Dec 07, 2015
The commitments over the long term announced on Thursday cover as much as 842 megawatts of power, which will flow from six different solar and wind power projects that are scheduled to be complete within two years in Sweden, Chile and the U.S.
"We'll be building a data center campus on the same site, taking advantage of the infrastructure that was built over decades to deliver energy to the area", said Gary Demasi, Google's director of data center energy and location, in an interview with Wired. These new projects are part of the company's push to power its operations with 100% green energy, with a goal of tripling its renewable energy purchases by 2025. 842 gigawatts of clean energy to the company, thus reaching the 2 gigawatts goal that Google set for itself a while ago.

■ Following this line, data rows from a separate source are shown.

//! In-process blob store.
//!
//! Behaves like an S3 bucket with presigned URLs: [`MemoryStore::receive_put`]
//! plays the role of the object store's HTTP endpoint, accepting the bytes a
//! client sends to a signed URL.

use std::collections::hash_map::DefaultHasher;
use std::collections::{BTreeMap, HashMap};
use std::hash::{Hash, Hasher};

use async_trait::async_trait;
use bytes::{Bytes, BytesMut};
use chrono::Utc;
use futures::StreamExt;
use parking_lot::RwLock;
use uuid::Uuid;

use crate::store::{
    BlobStore, MultipartBlobStore, MultipartPlan, ObjectHead, PartETag, PutResult,
    SignedUrlBlobStore,
};
use crate::{BlobError, BlobResult, ByteStream, ObjectMetadata, PutOptions, UploadId};

#[derive(Debug, Clone)]
struct StoredObject {
    bytes: Bytes,
    content_type: Option<String>,
    etag: String,
    last_modified: i64,
    metadata: ObjectMetadata,
}

#[derive(Debug, Clone)]
enum GrantTarget {
    Object(PutOptions),
    Part { upload_id: UploadId, part_number: u32 },
}

#[derive(Debug, Clone)]
struct Grant {
    key: String,
    target: GrantTarget,
    expires_at: i64,
}

#[derive(Debug)]
struct Session {
    key: String,
    options: PutOptions,
    plan: MultipartPlan,
    parts: BTreeMap<u32, (Bytes, String)>,
}

#[derive(Debug, Default)]
struct State {
    objects: HashMap<String, StoredObject>,
    grants: HashMap<String, Grant>,
    sessions: HashMap<UploadId, Session>,
}

#[derive(Debug)]
pub struct MemoryStore {
    base_url: String,
    state: RwLock<State>,
}

impl MemoryStore {
    /// `base_url` must match the provider's so signed URLs resolve back to keys.
    pub fn new(base_url: impl Into<String>) -> Self {
        Self {
            base_url: base_url.into().trim_end_matches('/').to_string(),
            state: RwLock::new(State::default()),
        }
    }

    /// Accept the body of a PUT to a URL signed by this store.
    pub async fn receive_put(&self, url: &str, body: Bytes) -> BlobResult<PutResult> {
        let (path, query) = url.split_once('?').ok_or(BlobError::BadSignature)?;
        let signature = query
            .split('&')
            .find_map(|kv| kv.strip_prefix("signature="))
            .ok_or(BlobError::BadSignature)?;

        let grant = self
            .state
            .read()
            .grants
            .get(signature)
            .cloned()
            .ok_or(BlobError::BadSignature)?;

        if grant.expires_at < Utc::now().timestamp() {
            self.state.write().grants.remove(signature);
            return Err(BlobError::BadSignature);
        }
        if path != self.url_for(&grant.key) {
            return Err(BlobError::BadSignature);
        }

        let stream: ByteStream = Box::pin(futures::stream::once(async move { Ok(body) }));
        match grant.target {
            GrantTarget::Object(options) => {
                let put = self.put(&grant.key, options, stream).await?;
                // object URLs are single use; part URLs live until the session ends
                self.state.write().grants.remove(signature);
                Ok(put)
            }
            GrantTarget::Part {
                upload_id,
                part_number,
            } => {
                let part = self.put_part(&upload_id, part_number, stream).await?;
                let size_bytes = self
                    .state
                    .read()
                    .sessions
                    .get(&upload_id)
                    .and_then(|s| s.parts.get(&part_number))
                    .map(|(b, _)| b.len() as u64)
                    .unwrap_or(0);
                Ok(PutResult {
                    etag: Some(part.etag),
                    size_bytes,
                })
            }
        }
    }

    pub fn get_bytes(&self, key: &str) -> BlobResult<Bytes> {
        self.state
            .read()
            .objects
            .get(key)
            .map(|o| o.bytes.clone())
            .ok_or_else(|| BlobError::not_found(key))
    }

    pub fn contains(&self, key: &str) -> bool {
        self.state.read().objects.contains_key(key)
    }

    pub fn open_sessions(&self) -> usize {
        self.state.read().sessions.len()
    }

    /// Signed URLs that can still be used.
    pub fn live_grants(&self) -> usize {
        self.state.read().grants.len()
    }

    fn url_for(&self, key: &str) -> String {
        format!("{}/{}", self.base_url, key)
    }

    fn grant(&self, key: &str, target: GrantTarget, expires_in_secs: u64) -> String {
        let signature = Uuid::new_v4().simple().to_string();
        let now = Utc::now().timestamp();
        let expires_at = now + expires_in_secs as i64;
        let mut state = self.state.write();
        state.grants.retain(|_, g| g.expires_at >= now);
        state.grants.insert(
            signature.clone(),
            Grant {
                key: key.to_string(),
                target,
                expires_at,
            },
        );
        signature
    }
}
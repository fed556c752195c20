//! Compilation contexts: normalized descriptions of one request.
//!
//! Copyright (c) 2025 Posit, PBC
//!
//! A context bundles a compilation unit with its options into the single
//! shape the compiler dispatches on. Two variants exist: in-memory source
//! text ([`StringContext`]) and a stylesheet on disk ([`FileContext`]).
//! The [`Context`] sum is closed; the compiler matches over it
//! exhaustively.
//!
//! Contexts are immutable once constructed and describe exactly one
//! compilation unit. Clone one to reuse it deliberately.

use std::path::{Path, PathBuf};
use std::str;

use serde::{Deserialize, Serialize};

use crate::error::ConfigError;
use crate::options::Options;

/// Character encodings accepted for byte sources.
#[derive(Debug, Clone, Copy, Default, PartialEq, Eq, Serialize, Deserialize)]
#[serde(rename_all = "kebab-case")]
pub enum Charset {
    #[default]
    Utf8,
    Latin1,
}

impl Charset {
    /// The canonical label for this charset.
    pub fn label(self) -> &'static str {
        match self {
            Charset::Utf8 => "UTF-8",
            Charset::Latin1 => "ISO-8859-1",
        }
    }

    /// Parse a charset label such as `"utf-8"`, `"latin1"` or
    /// `"ISO-8859-1"`. Case, hyphens and underscores are ignored.
    pub fn parse(label: &str) -> Option<Self> {
        let normalized: String = label
            .chars()
            .filter(|c| *c != '-' && *c != '_')
            .map(|c| c.to_ascii_lowercase())
            .collect();
        match normalized.as_str() {
            "utf8" => Some(Charset::Utf8),
            "latin1" | "iso88591" | "l1" => Some(Charset::Latin1),
            _ => None,
        }
    }

    fn decode(self, bytes: &[u8]) -> Result<String, ConfigError> {
        match self {
            Charset::Utf8 => {
                // A leading byte-order mark is not part of the source.
                let bytes = bytes.strip_prefix(&[0xEF, 0xBB, 0xBF]).unwrap_or(bytes);
                str::from_utf8(bytes)
                    .map(str::to_owned)
                    .map_err(|e| ConfigError::Decode {
                        charset: self.label(),
                        detail: e.to_string(),
                    })
            }
            Charset::Latin1 => Ok(bytes.iter().map(|&b| b as char).collect()),
        }
    }
}

/// A compilation request backed by in-memory source text.
#[derive(Debug, Clone)]
pub struct StringContext {
    source: String,
    charset: Charset,
    input_path: Option<PathBuf>,
    output_path: Option<PathBuf>,
    options: Options,
}

impl StringContext {
    /// A context over already-decoded source text, with no path hints.
    pub fn new(source: impl Into<String>, options: Options) -> Self {
        Self {
            source: source.into(),
            charset: Charset::Utf8,
            input_path: None,
            output_path: None,
            options,
        }
    }

    /// Decode `bytes` with `charset` and build a context over the result.
    ///
    /// A UTF-8 byte-order mark is stripped.
    ///
    /// # Errors
    ///
    /// [`ConfigError::Decode`] when the bytes are not valid in the
    /// declared charset.
    pub fn from_bytes(
        bytes: &[u8],
        charset: Charset,
        options: Options,
    ) -> Result<Self, ConfigError> {
        Ok(Self {
            source: charset.decode(bytes)?,
            charset,
            input_path: None,
            output_path: None,
            options,
        })
    }

    /// Attach an input path hint.
    ///
    /// The hint names where the source text came from; it is used for
    /// resolving relative imports and in diagnostics, and is never
    /// checked for existence.
    pub fn with_input_path(mut self, path: impl Into<PathBuf>) -> Self {
        self.input_path = Some(path.into());
        self
    }

    /// Attach an output path hint, used in diagnostics only.
    pub fn with_output_path(mut self, path: impl Into<PathBuf>) -> Self {
        self.output_path = Some(path.into());
        self
    }

    pub fn source(&self) -> &str {
        &self.source
    }

    pub fn charset(&self) -> Charset {
        self.charset
    }

    pub fn input_path(&self) -> Option<&Path> {
        self.input_path.as_deref()
    }

    pub fn output_path(&self) -> Option<&Path> {
        self.output_path.as_deref()
    }

    pub fn options(&self) -> &Options {
        &self.options
    }
}

/// A compilation request backed by a stylesheet on disk.
#[derive(Debug, Clone)]
pub struct FileContext {
    input_path: PathBuf,
    output_path: Option<PathBuf>,
    options: Options,
}

impl FileContext {
    /// A context over the stylesheet at `input_path`.
    ///
    /// The path must be non-empty; whether it resolves to a readable
    /// file is checked by the engine at compile time, not here.
    pub fn new(input_path: impl Into<PathBuf>, options: Options) -> Result<Self, ConfigError> {
        let input_path = input_path.into();
        if input_path.as_os_str().is_empty() {
            return Err(ConfigError::EmptyInputPath);
        }
        Ok(Self {
            input_path,
            output_path: None,
            options,
        })
    }

    /// Attach an output path hint, used in diagnostics only.
    pub fn with_output_path(mut self, path: impl Into<PathBuf>) -> Self {
        self.output_path = Some(path.into());
        self
    }

    pub fn input_path(&self) -> &Path {
        &self.input_path
    }

    pub fn output_path(&self) -> Option<&Path> {
        self.output_path.as_deref()
    }

    pub fn options(&self) -> &Options {
        &self.options
    }
}

/// Discriminant for routing a context to an engine entry point.
#[derive(Debug, Clone, Copy, PartialEq, Eq)]
pub enum ContextKind {
    String,
    File,
}

/// The closed set of context variants the compiler dispatches over.
#[derive(Debug, Clone)]
pub enum Context {
    String(StringContext),
    File(FileContext),
}

impl Context {
    pub fn kind(&self) -> ContextKind {
        match self {
            Context::String(_) => ContextKind::String,
            Context::File(_) => ContextKind::File,
        }
    }

    pub fn options(&self) -> &Options {
        match self {
            Context::String(context) => context.options(),
            Context::File(context) => context.options(),
        }
    }

    pub fn input_path(&self) -> Option<&Path> {
        match self {
            Context::String(context) => context.input_path(),
            Context::File(context) => Some(context.input_path()),
        }
    }
}

impl From<StringContext> for Context {
    fn from(context: StringContext) -> Self {
        Context::String(context)
    }
}

impl From<FileContext> for Context {
    fn from(context: FileContext) -> Self {
        Context::File(context)
    }
}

The purchased plant includes Duke Energy, located in North Carolina in the United States and makes 61 megawatts of solar power, and 71 megawatts of wind-generated electricity from Västernorrland County in Sweden and 80 megawatts generated from Chile. Each of these pacts extend 10 to 20 years. Google also has committed to purchase 200 megawatts of energy each from RES Americas of Broomfield, Colo., and EDF Renewable Energy of San Diego. The tech company is moving in one of their massive data centers that drive their online empire to a coal fired power plant in northern Alabama. The company believes that adopting renewable energy was a good beginning and will also be a motivating factor for the others in the domain. In the second case, Google buys clean energy, incorporates it into its services and then sells it back as part of its own grid. Google is not the only enterprise that is getting green; Facebook, Apple, Ikea and Microsoft have also signed green energy projects.
But the company claims it has also made separate agreements to fund $2.5 billion (£1.65m) in 22 large-scale renewable energy projects over the last five years.
Google said: "Across three countries, we're almost doubling the amount of renewable energy we've purchased to date".